Find every line of the records that has "contains" and return it.
***** Materials provided *****
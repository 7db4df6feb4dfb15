//! Per-workload latency statistics.
//!
//! Cycle 0 is reported separately as `first_cycle_us`; the remaining cycles
//! form the steady state that every other figure is computed over.

use std::time::Duration;

#[derive(Debug, Clone, PartialEq)]
pub struct WorkloadSummary {
    pub cycles: usize,
    pub first_cycle_us: Option<u64>,
    pub mean_us: f64,
    /// Sample standard deviation (n - 1); zero with fewer than two steady samples.
    pub std_dev_us: f64,
    pub min_us: u64,
    pub max_us: u64,
    pub p50_us: u64,
    pub p99_us: u64,
    pub exhausted_cycles: usize,
    /// Wall-clock time spent inside the scheduler across all cycles.
    pub host_time: Duration,
}

impl WorkloadSummary {
    pub fn from_samples(samples: &[u64], exhausted_cycles: usize, host_time: Duration) -> Self {
        let steady = samples.get(1..).unwrap_or(&[]);
        let mut sorted = steady.to_vec();
        sorted.sort_unstable();

        let n = sorted.len();
        let mean_us = if n == 0 {
            0.0
        } else {
            sorted.iter().map(|&s| s as f64).sum::<f64>() / n as f64
        };
        let std_dev_us = if n < 2 {
            0.0
        } else {
            let sum_sq = sorted
                .iter()
                .map(|&s| (s as f64 - mean_us).powi(2))
                .sum::<f64>();
            (sum_sq / (n - 1) as f64).sqrt()
        };

        Self {
            cycles: samples.len(),
            first_cycle_us: samples.first().copied(),
            mean_us,
            std_dev_us,
            min_us: sorted.first().copied().unwrap_or(0),
            max_us: sorted.last().copied().unwrap_or(0),
            p50_us: percentile(&sorted, 0.50),
            p99_us: percentile(&sorted, 0.99),
            exhausted_cycles,
            host_time,
        }
    }
}

/// Nearest-rank percentile over an ascending slice.
fn percentile(sorted: &[u64], p: f64) -> u64 {
    if sorted.is_empty() {
        return 0;
    }
    let rank = (p * sorted.len() as f64).ceil() as usize;
    sorted[rank.clamp(1, sorted.len()) - 1]
}
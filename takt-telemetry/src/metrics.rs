//! ## takt-telemetry::metrics
//! **Prometheus counters and latency histogram**

use prometheus::{Counter, Histogram, HistogramOpts, Registry};

#[derive(Debug, Clone)]
pub struct MetricsRecorder {
    pub registry: prometheus::Registry,
    pub cycles: prometheus::Counter,
    pub exhausted_cycles: prometheus::Counter,
    pub cycle_latency: prometheus::Histogram,
}

impl MetricsRecorder {
    pub fn new() -> Result<Self, prometheus::Error> {
        let registry = Registry::new();
        let cycles = Counter::new("takt_cycles_total", "Scheduler cycles run")?;
        let exhausted_cycles = Counter::new(
            "takt_pool_exhausted_total",
            "Cycles that ran without a pool block",
        )?;

        let cycle_latency = Histogram::with_opts(
            HistogramOpts::new("takt_cycle_latency_us", "Synthetic cycle latency").buckets(vec![
                10_000.0, 14_000.0, 14_500.0, 15_000.0, 15_500.0, 16_000.0, 16_500.0, 17_000.0,
                17_500.0, 18_000.0, 20_000.0,
            ]),
        )?;

        registry.register(Box::new(cycles.clone()))?;
        registry.register(Box::new(exhausted_cycles.clone()))?;
        registry.register(Box::new(cycle_latency.clone()))?;

        Ok(Self {
            registry,
            cycles,
            exhausted_cycles,
            cycle_latency,
        })
    }

    #[inline]
    pub fn record_cycle(&self, latency_us: u64, borrowed: bool) {
        self.cycles.inc();
        if !borrowed {
            self.exhausted_cycles.inc();
        }
        self.cycle_latency.observe(latency_us as f64);
    }

    pub fn gather_metrics(&self) -> Result<String, prometheus::Error> {
        use prometheus::Encoder;
        let encoder = prometheus::TextEncoder::new();
        let mut buffer = Vec::<u8>::new();
        encoder.encode(&self.registry.gather(), &mut buffer)?;
        String::from_utf8(buffer).map_err(|e| prometheus::Error::Msg(e.to_string()))
    }
}

#[cfg(test)]
mod tests {
    use super::*;

    #[test]
    fn test_record_cycle() {
        let metrics = MetricsRecorder::new().unwrap();
        metrics.record_cycle(15_200, true);
        metrics.record_cycle(16_100, false);

        assert_eq!(metrics.cycles.get(), 2.0);
        assert_eq!(metrics.exhausted_cycles.get(), 1.0);
        assert_eq!(metrics.cycle_latency.get_sample_count(), 2);
        assert_eq!(metrics.cycle_latency.get_sample_sum(), 31_300.0);
    }

    #[test]
    fn test_gather_metrics() {
        let metrics = MetricsRecorder::new().unwrap();
        metrics.record_cycle(15_000, true);
        let text = metrics.gather_metrics().unwrap();
        assert!(text.contains("takt_cycles_total 1"));
        assert!(text.contains("takt_cycle_latency_us_bucket"));
        assert!(text.contains("takt_pool_exhausted_total 0"));
    }
}
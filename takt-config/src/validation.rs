//! Custom validation functions for configuration.

use std::collections::HashSet;

use validator::ValidationError;

use crate::pool::{PoolConfig, MAX_POOL_BYTES};
use crate::run::WorkloadConfig;

/// Workload names become part of output file names.
pub fn validate_workload_name(name: &str) -> Result<(), ValidationError> {
    let re = regex::Regex::new("^[A-Za-z0-9_-]+$")
        .map_err(|_| ValidationError::new("invalid_regex"))?;
    if name.len() <= 64 && re.is_match(name) {
        Ok(())
    } else {
        Err(ValidationError::new("invalid_workload_name"))
    }
}

/// The pool's backing buffer is allocated up front in one piece.
pub fn validate_pool_bytes(pool: &PoolConfig) -> Result<(), ValidationError> {
    match pool.capacity.checked_mul(pool.chunk_size) {
        Some(bytes) if bytes <= MAX_POOL_BYTES => Ok(()),
        _ => Err(ValidationError::new("pool_too_large")),
    }
}

/// Two workloads with the same name would write to the same file.
pub fn validate_unique_workloads(workloads: &[WorkloadConfig]) -> Result<(), ValidationError> {
    let mut seen = HashSet::new();
    if workloads.iter().all(|w| seen.insert(w.name.as_str())) {
        Ok(())
    } else {
        Err(ValidationError::new("duplicate_workload_name"))
    }
}

#[cfg(test)]
mod tests {
    use super::*;

    #[test]
    fn workload_names() {
        assert!(validate_workload_name("light").is_ok());
        assert!(validate_workload_name("burst_10-a").is_ok());
        assert!(validate_workload_name("").is_err());
        assert!(validate_workload_name("../etc").is_err());
        assert!(validate_workload_name("with space").is_err());
    }

    #[test]
    fn duplicate_workloads() {
        let workloads = vec![
            WorkloadConfig::new("light", 10),
            WorkloadConfig::new("light", 20),
        ];
        assert!(validate_unique_workloads(&workloads).is_err());
        assert!(validate_unique_workloads(&workloads[..1]).is_ok());
    }
}
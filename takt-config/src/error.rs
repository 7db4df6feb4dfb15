//! Error types for configuration loading and validation

use std::path::PathBuf;
use thiserror::Error;
use validator::ValidationErrors;

/// Unified configuration error type.
#[derive(Debug, Error)]
pub enum ConfigError {
    /// File not found error.
    #[error("Configuration file not found: {0}")]
    FileNotFound(PathBuf),

    /// Configuration validation error.
    #[error("Invalid configuration:\n{}", format_validation_errors(.0))]
    Validation(#[source] ValidationErrors),

    /// Figment parsing error.
    #[error("Configuration parsing error: {0}")]
    Parsing(#[from] figment::Error),

    /// I/O error.
    #[error("Configuration I/O error: {0}")]
    Io(#[from] std::io::Error),
}

fn format_validation_errors(errors: &ValidationErrors) -> String {
    use std::fmt::Write;

    let mut output = String::new();
    for (field, kind) in errors.errors() {
        match kind {
            validator::ValidationErrorsKind::Field(field_errors) => {
                let _ = writeln!(output, "Field '{}':", field);
                for error in field_errors {
                    let message = match &error.message {
                        Some(msg) => msg.to_string(),
                        None => error.code.to_string(),
                    };
                    let _ = writeln!(output, "  - {}", message);
                }
            }
            validator::ValidationErrorsKind::Struct(nested) => {
                let _ = writeln!(output, "Section '{}':", field);
                for line in format_validation_errors(nested).lines() {
                    let _ = writeln!(output, "  {}", line);
                }
            }
            validator::ValidationErrorsKind::List(items) => {
                for (index, nested) in items {
                    let _ = writeln!(output, "Item '{}[{}]':", field, index);
                    for line in format_validation_errors(nested).lines() {
                        let _ = writeln!(output, "  {}", line);
                    }
                }
            }
        }
    }
    output
}

impl From<ValidationErrors> for ConfigError {
    fn from(errors: ValidationErrors) -> Self {
        ConfigError::Validation(errors)
    }
}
*****
Answer to the exercise –
        assert!(text.contains("takt_cycles_total 1"));
        assert!(text.contains("takt_cycle_latency_us_bucket"));
        assert!(text.contains("takt_pool_exhausted_total 0"));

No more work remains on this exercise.